AT&T must be doing something right:

#1 in Gross Subscriber Additions
#1 in Total Subscriber Additions
#1 in Postpaid Subscriber Additions
#1 in Smartphones
#1 in Total Wireless Revenue Growth
#1 in Wireless Data New Growth
#1 in Total Churn
#1 in YOY Churn Improvement
#1 in Postpaid ARPU
#1 in Postpaid ARPU Growth

So, despite the bandwidth problems they are having in NY and SF, there must be plenty of other customers who are happy.

AT&T also stated in this presentation that 7.2Mb in 25 of the largest 30 markets will be deployed by 2Q10. This will be roughly 5 times faster than Verizon's CDMA. The iPhone 3GS will be able to exploit this right away.
A lot of this would not be true if AT&T was not the only iPhone carrier in the US.
 
AT&T's general plan to "incentivize" customers to reduce their data usage.
What the heck is that supposed to mean? How about LOWERING the data plan cost for light users? Give them credit back if they only use less than 200MB a month or something.
By the way, where the heck is tethering? 2009 is ending already. Sounds to me there will be no tethering for the iPhone in the US, ever.

I got a better plan for AT&T. Cut the paycheck of the top 5 executives by 50%, and use the money to improve the network.
 
How exactly are they going to "incentivize" the 3% that use 40% of the bandwidth, and eventually move into usage-based pricing? I bought my iPhone because I wanted to move into the next step of the mobile era; we're supposed to be moving forward; not backward!!! - nd not have to be told "whoa buddy. you have to ride your bicycle inside these pre-determined lines." what the? With the heated battle between AT&T and Verizon, usage-based pricing will never happen. Verizon has AT&T right where they want them; Verizon will never make the change if AT&T comes to them and wants to make an agreement. "Incentivize" ? You mean like "you are using waaay too much bandwidth compared to others; we will give you half off your next bill if you cut your usage by half." But then EVERYONE will start using huge bandwidth and then try and get the discount. It will be counterproductive.

MAYBE AT&T JUST NEEDS TO UPGRADE THEIR NETWORK!!!!!!!! (now there's an idea :rolleyes: )
 
CEO Ralph de la Vega said:
You can rest assured that we're very sure we can address it in a way that's consistent with net-neutrality and FCC regulations.
AT&T was one of the first groups trying to kill-off net neutrality and helped start the whole battle from the very beginning. You're doing your readership a disservice if all you're going to do is regurgitate quotes without digging into the actual issues behind them.
 
In greater Los Angeles it seems to be an iphone problem, not so much an at&t problem.

I have no issues with a Sony Erickson w810 or a Blackberry curve :eek:
 
Most of you who don't like this probably use less than you think - AND you would benefit from crimping the hogs who are tethering their laptops and DLing god knows what.

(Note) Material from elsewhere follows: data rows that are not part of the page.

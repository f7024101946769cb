use clap::{Parser, Subcommand};
use serde::Serialize;
use std::path::{Path, PathBuf};
use std::time::Duration;

use progression_core::cancel::CancelSignal;
use progression_core::config::{
    config_path, console_options_from_config, load_config, log_steps_from_config,
    operation_options_from_config, AppConfig,
};
use progression_core::display::{self, ConsoleReporter, LogReporter, ProgressUpdate};
use progression_core::error::OperationError;
use progression_core::fanout::FanOutReporter;
use progression_core::operations::{copy_file, hash_file, Digest, Outcome};
use progression_core::reporter::ProgressReporter;
use progression_core::scaled::ScaledValue;

type CliResult<T = ()> = Result<T, Box<dyn std::error::Error + Send + Sync>>;

#[derive(Parser)]
#[command(name = "progression")]
#[command(about = "Copy and hash files with composable progress reporting")]
#[command(version)]
struct Cli {
    #[command(subcommand)]
    command: Commands,

    /// Output as JSON
    #[arg(long, global = true)]
    json: bool,

    /// Also report progress milestones as log records
    #[arg(long, global = true)]
    log: bool,
}

#[derive(Subcommand)]
enum Commands {
    /// Copy a file, showing a progress bar
    Copy {
        /// Source file
        source: PathBuf,

        /// Destination file
        destination: PathBuf,
    },

    /// Print SHA-256 digests of files
    Hash {
        /// Input file(s)
        #[arg(required = true)]
        input: Vec<PathBuf>,
    },

    /// Run a simulated nested workload
    Demo {
        /// Steps per phase
        #[arg(long, default_value = "20")]
        steps: u64,

        /// Delay between steps in milliseconds
        #[arg(long, default_value = "50")]
        delay_ms: u64,

        /// Cancel after this many steps
        #[arg(long)]
        cancel_after: Option<u64>,
    },

    /// Manage configuration
    Config {
        #[command(subcommand)]
        action: ConfigAction,
    },
}

#[derive(Subcommand)]
enum ConfigAction {
    /// Initialize default config file
    Init,
    /// Show current configuration
    Show,
}

fn main() {
    let cli = Cli::parse();

    let filter = if cli.log {
        tracing_subscriber::EnvFilter::try_from_default_env()
            .unwrap_or_else(|_| tracing_subscriber::EnvFilter::new("info"))
    } else {
        tracing_subscriber::EnvFilter::from_default_env()
    };
    tracing_subscriber::fmt()
        .with_env_filter(filter)
        .with_writer(std::io::stderr)
        .init();

    let result = match &cli.command {
        Commands::Copy { source, destination } => run_copy(source, destination, cli.log, cli.json),
        Commands::Hash { input } => run_hash(input, cli.log, cli.json),
        Commands::Demo { steps, delay_ms, cancel_after } => run_demo(*steps, *delay_ms, *cancel_after, cli.log, cli.json),
        Commands::Config { action } => run_config(action, cli.json),
    };

    if let Err(e) = result {
        eprintln!("Error: {}", e);
        std::process::exit(1);
    }
}

/// The console bar plus, with `--log`, a log reporter mirroring it.
fn build_reporter<'a>(
    console: &'a mut ConsoleReporter,
    cfg: &AppConfig,
    log: bool,
) -> CliResult<FanOutReporter<'a>> {
    let mut members: Vec<Box<dyn ProgressReporter + 'a>> = vec![Box::new(console)];
    if log {
        members.push(Box::new(LogReporter::new(log_steps_from_config(&cfg.log))?));
    }
    Ok(FanOutReporter::new(members)?)
}

#[derive(Serialize)]
struct CopyReport<'a> {
    source: &'a Path,
    destination: &'a Path,
    bytes: u64,
}

fn run_copy(source: &Path, destination: &Path, log: bool, json: bool) -> CliResult {
    let cfg = load_config();
    let options = operation_options_from_config(&cfg.operations);
    let mut console = ConsoleReporter::new(&console_options_from_config(&cfg.console))?;

    let outcome = {
        let mut reporter = build_reporter(&mut console, &cfg, log)?;
        let name = source.file_name().map(|n| n.to_string_lossy().into_owned());
        reporter.set_caption(Some(&format!("Copying {}", name.as_deref().unwrap_or("file"))));
        copy_file(source, destination, &mut reporter, &options)?
    };
    console.finish();

    let bytes = match outcome {
        Outcome::Completed(bytes) => bytes,
        Outcome::Canceled { processed } => {
            return Err(format!("Copy canceled after {} bytes", processed).into());
        }
    };

    if json {
        let report = CopyReport { source, destination, bytes };
        println!("{}", serde_json::to_string_pretty(&report)?);
    } else {
        println!("Copied {} bytes: {} -> {}", bytes, source.display(), destination.display());
    }
    Ok(())
}

const UNITS_PER_FILE: u64 = 1000;

#[derive(Serialize)]
struct HashReport {
    path: PathBuf,
    sha256: String,
}

/// Hashes on a worker thread. The worker reports through a channel, and this
/// thread replays the updates onto the console bar.
fn run_hash(inputs: &[PathBuf], log: bool, json: bool) -> CliResult {
    let cfg = load_config();
    let options = operation_options_from_config(&cfg.operations);
    let (mut sender, mut receiver) = display::channel();

    let paths = inputs.to_vec();
    let worker = std::thread::spawn(move || -> Result<Vec<(PathBuf, Digest)>, OperationError> {
        let mut digests = Vec::with_capacity(paths.len());
        sender.set_maximum(paths.len() as u64 * UNITS_PER_FILE)?;
        for path in paths {
            sender.set_caption(Some(&format!("Hashing {}", path.display())));
            let mut child = sender.scaled_child_operation(UNITS_PER_FILE)?;
            if let Outcome::Completed(digest) = hash_file(&path, &mut child, &options)? {
                digests.push((path, digest));
            }
        }
        Ok(digests)
    });

    let mut console = ConsoleReporter::new(&console_options_from_config(&cfg.console))?;
    {
        let mut reporter = build_reporter(&mut console, &cfg, log)?;
        reporter.set_maximum(display::channel::CHANNEL_SCALED_MAX)?;
        while let Some(update) = receiver.blocking_recv() {
            match update {
                ProgressUpdate::Caption(caption) => reporter.set_caption(caption.as_deref()),
                ProgressUpdate::Progress(ScaledValue::Determinate(percent)) => {
                    reporter.set_progress(Some(percent))?
                }
                ProgressUpdate::Progress(ScaledValue::Indeterminate) => reporter.set_progress(None)?,
            }
        }
    }
    console.finish();

    let digests = worker.join().map_err(|_| "hash worker panicked")??;
    if json {
        let reports: Vec<HashReport> = digests
            .into_iter()
            .map(|(path, digest)| HashReport { path, sha256: digest.to_string() })
            .collect();
        println!("{}", serde_json::to_string_pretty(&reports)?);
    } else {
        for (path, digest) in digests {
            println!("{}  {}", digest, path.display());
        }
    }
    Ok(())
}

#[derive(Serialize)]
struct DemoReport {
    completed: bool,
    steps: u64,
}

struct Ticker {
    delay: Duration,
    cancel: CancelSignal,
    cancel_after: Option<u64>,
    done: u64,
}

impl Ticker {
    /// Steps `child` through `steps` units. Returns `false` once canceled.
    fn run(&mut self, child: &mut dyn ProgressReporter, steps: u64) -> CliResult<bool> {
        child.set_allow_cancellation(true);
        child.set_maximum(steps)?;
        for _ in 0..steps {
            if child.was_canceled() {
                return Ok(false);
            }
            std::thread::sleep(self.delay);
            child.step()?;
            self.done += 1;
            if self.cancel_after == Some(self.done) {
                self.cancel.cancel()?;
            }
        }
        Ok(true)
    }
}

/// A short indeterminate phase, then two phases of `steps` steps: the first a
/// scaled child covering 100 units of the bar, the second an unscaled child
/// adding its `steps` units directly.
fn run_demo(steps: u64, delay_ms: u64, cancel_after: Option<u64>, log: bool, json: bool) -> CliResult {
    if steps == 0 {
        return Err("--steps must be at least 1".into());
    }
    let cfg = load_config();
    let mut console = ConsoleReporter::new(&console_options_from_config(&cfg.console))?;
    let mut ticker = Ticker {
        delay: Duration::from_millis(delay_ms),
        cancel: console.cancel_handle(),
        cancel_after,
        done: 0,
    };

    {
        let mut reporter = build_reporter(&mut console, &cfg, log)?;
        reporter.set_allow_cancellation(true);

        reporter.set_caption(Some("Preparing"));
        reporter.set_progress(None)?;
        std::thread::sleep(ticker.delay * 4);

        reporter.set_maximum(100 + steps)?;
        reporter.set_progress(Some(0))?;

        reporter.set_caption(Some("Reading"));
        let finished = ticker.run(&mut reporter.scaled_child_operation(100)?, steps)?;
        if finished {
            reporter.set_caption(Some("Writing"));
            ticker.run(&mut reporter.child_operation()?, steps)?;
        }
    }
    console.finish();

    let done = ticker.done;
    let completed = done == steps * 2;
    if json {
        println!("{}", serde_json::to_string_pretty(&DemoReport { completed, steps: done })?);
    } else if completed {
        println!("Done: {} steps", done);
    } else {
        println!("Canceled after {} steps", done);
    }
    Ok(())
}

fn run_config(action: &ConfigAction, json: bool) -> CliResult {
    match action {
        ConfigAction::Init => {
            let path = config_path().ok_or("Could not determine config directory")?;
            if let Some(parent) = path.parent() {
                std::fs::create_dir_all(parent)?;
            }
            let toml = toml::to_string_pretty(&AppConfig::default())?;
            std::fs::write(&path, toml)?;
            println!("Wrote default config to {}", path.display());
        }
        ConfigAction::Show => {
            let cfg = load_config();
            if json {
                println!("{}", serde_json::to_string_pretty(&cfg)?);
            } else {
                println!("{}", toml::to_string_pretty(&cfg)?);
            }
        }
    }
    Ok(())
}
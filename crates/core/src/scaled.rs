//! Shared scaling logic for display adapters.
//!
//! A display has a fixed native resolution (character cells, widget ticks,
//! percent). [`ScaledProgress`] owns the `(maximum, progress)` pair of a
//! reporter, maps it onto `0..=scaled_max` and calls the display's
//! [`Redraw::redraw`] primitive only when the scaled value actually changes.

use crate::error::ProgressError;
use crate::memory::DEFAULT_MAXIMUM;
use crate::reporter::check_progress;

/// A progress value mapped onto a display's native range.
#[derive(Debug, Clone, Copy, PartialEq, Eq, Hash)]
pub enum ScaledValue {
    /// No known completion fraction; displays show a marquee or spinner.
    Indeterminate,
    Determinate(u64),
}

impl ScaledValue {
    pub fn as_determinate(self) -> Option<u64> {
        match self {
            Self::Determinate(value) => Some(value),
            Self::Indeterminate => None,
        }
    }
}

/// The drawing primitive a display adapter implements.
pub trait Redraw {
    /// The display's native resolution.
    fn scaled_max(&self) -> u64;

    /// Transitions the display from `old` to `new`. Called only when the two
    /// differ. Implementations should redraw just the changed region where
    /// they can.
    fn redraw(&mut self, old: ScaledValue, new: ScaledValue);
}

/// Maps `value / maximum` onto `0..=target`, rounding half up.
///
/// A zero `maximum` maps to 0. `value` is expected to be at most `maximum`.
pub fn scale(value: u64, maximum: u64, target: u64) -> u64 {
    if maximum == 0 {
        return 0;
    }
    let numerator = u128::from(value) * u128::from(target);
    let denominator = u128::from(maximum);
    let quotient = numerator / denominator;
    let remainder = numerator % denominator;
    let rounded = if remainder * 2 >= denominator { quotient + 1 } else { quotient };
    rounded as u64
}

/// The `(maximum, progress)` state of a display adapter plus its redraw target.
#[derive(Debug)]
pub struct ScaledProgress<T> {
    maximum: u64,
    progress: Option<u64>,
    scaled: ScaledValue,
    target: T,
}

impl<T: Redraw> ScaledProgress<T> {
    /// Starts at maximum 100, progress 0, without drawing.
    pub fn new(target: T) -> Self {
        Self {
            maximum: DEFAULT_MAXIMUM,
            progress: Some(0),
            scaled: ScaledValue::Determinate(0),
            target,
        }
    }

    pub fn maximum(&self) -> u64 {
        self.maximum
    }

    pub fn progress(&self) -> Option<u64> {
        self.progress
    }

    pub fn scaled_value(&self) -> ScaledValue {
        self.scaled
    }

    /// Sets the maximum, pulling progress down to it if needed. `0` is
    /// allowed and renders as an empty bar.
    pub fn set_maximum(&mut self, maximum: u64) -> Result<(), ProgressError> {
        self.maximum = maximum;
        self.progress = self.progress.map(|p| p.min(maximum));
        self.update();
        Ok(())
    }

    pub fn set_progress(&mut self, progress: Option<u64>) -> Result<(), ProgressError> {
        check_progress(progress, self.maximum)?;
        self.progress = progress;
        self.update();
        Ok(())
    }

    /// Recomputes the scaled value, e.g. after the target's resolution changed.
    pub fn refresh(&mut self) {
        self.update();
    }

    pub fn target(&self) -> &T {
        &self.target
    }

    pub fn target_mut(&mut self) -> &mut T {
        &mut self.target
    }

    pub fn into_target(self) -> T {
        self.target
    }

    fn update(&mut self) {
        let new = match self.progress {
            None => ScaledValue::Indeterminate,
            Some(progress) => {
                ScaledValue::Determinate(scale(progress, self.maximum, self.target.scaled_max()))
            }
        };
        if new == self.scaled {
            return;
        }
        let old = std::mem::replace(&mut self.scaled, new);
        tracing::trace!(?old, ?new, "Redrawing scaled progress");
        self.target.redraw(old, new);
    }
}
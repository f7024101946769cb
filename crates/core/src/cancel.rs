//! Cooperative cancellation latch shared between a reporter and its input side.

use std::sync::atomic::{AtomicU8, Ordering};
use std::sync::Arc;

use crate::error::ProgressError;

const DISALLOWED: u8 = 0;
const ALLOWED: u8 = 1;
const CANCELED: u8 = 2;

/// A cloneable handle to one cancellation latch.
///
/// The operation side toggles [`set_allowed`](Self::set_allowed) through its
/// reporter; the input side (a key handler, a dialog button, a task
/// supervisor) holds a clone and calls [`cancel`](Self::cancel). The latch is
/// only meaningful within one cancellable session: every call to
/// `set_allowed` starts a new session with nothing latched.
#[derive(Debug, Clone, Default)]
pub struct CancelSignal {
    state: Arc<AtomicU8>,
}

impl CancelSignal {
    pub fn new() -> Self {
        Self::default()
    }

    pub fn set_allowed(&self, allow: bool) {
        let next = if allow { ALLOWED } else { DISALLOWED };
        self.state.store(next, Ordering::SeqCst);
    }

    pub fn is_allowed(&self) -> bool {
        self.state.load(Ordering::SeqCst) != DISALLOWED
    }

    pub fn is_canceled(&self) -> bool {
        self.state.load(Ordering::SeqCst) == CANCELED
    }

    /// Requests cancellation of the current session.
    ///
    /// Fails with [`ProgressError::InvalidState`] when no cancellable session
    /// is active. Cancelling twice in one session is a no-op.
    pub fn cancel(&self) -> Result<(), ProgressError> {
        match self
            .state
            .compare_exchange(ALLOWED, CANCELED, Ordering::SeqCst, Ordering::SeqCst)
        {
            Ok(_) | Err(CANCELED) => {
                tracing::debug!("Cancellation requested");
                Ok(())
            }
            Err(_) => Err(ProgressError::InvalidState(
                "cancellation is not allowed for this operation".to_string(),
            )),
        }
    }
}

You can't bitch about bad network service AND defend the hogs at the same time. It's one or the other. 3% is ruining it for the rest of us. :mad:
 
How about regular old East Lansing, population 114,000. Since August- dropped calls, poor signal and diminished 3G coverage. My iPhone is working fine.
 
Most of you who don't like this probably use less than you think - AND you would benefit from crimping the hogs who are tethering their laptops and DLing god knows what. You can't bitch about bad network service AND defend the hogs at the same time. It's one or the other. 3% is ruining it for the rest of us. :mad:

More companies should take note of this kind of response. When you can't deliver on your promises or contracts, and customers get angry, use statistics to have the customers turn upon themselves. If only we could lynch those dam tetherers...
 
Was your service not horrible during the intial 30 days of your contract, when you could have opted out without a penalty?
I had Sprint before. When I started with them I had poor coverage. Within a few months they had dramatically improved coverage in my home and state. When I left them, I had excellent coverage everywhere I went in the whole nation. I assumed all cell companies were the same.

When I signed up for AT&T I noticed coverage was very poor. I "assumed" they would fix it. Here we are 18 months later and I have seen ZERO improvement in their coverage. I get next to no coverage at my house even though I'm on their 3G map. 3G coverage in this state is only in a few major metro areas. Everywhere else is EDGE. And large swaths of the state have no coverage what so ever. Sprint has 3G coverage everywhere.

AT&T has failed to improve their service. Talk is cheap. I don't care how much money they say they've spent on improvements. What I see is them ignoring customers saying coverage isn't working and I see no improvement in coverage.

I am a diehard Apple fan and I'm ready to pull the plug on AT&T. Android is good enough. I don't like Verizon's customer service and high cost, but at least they have coverage.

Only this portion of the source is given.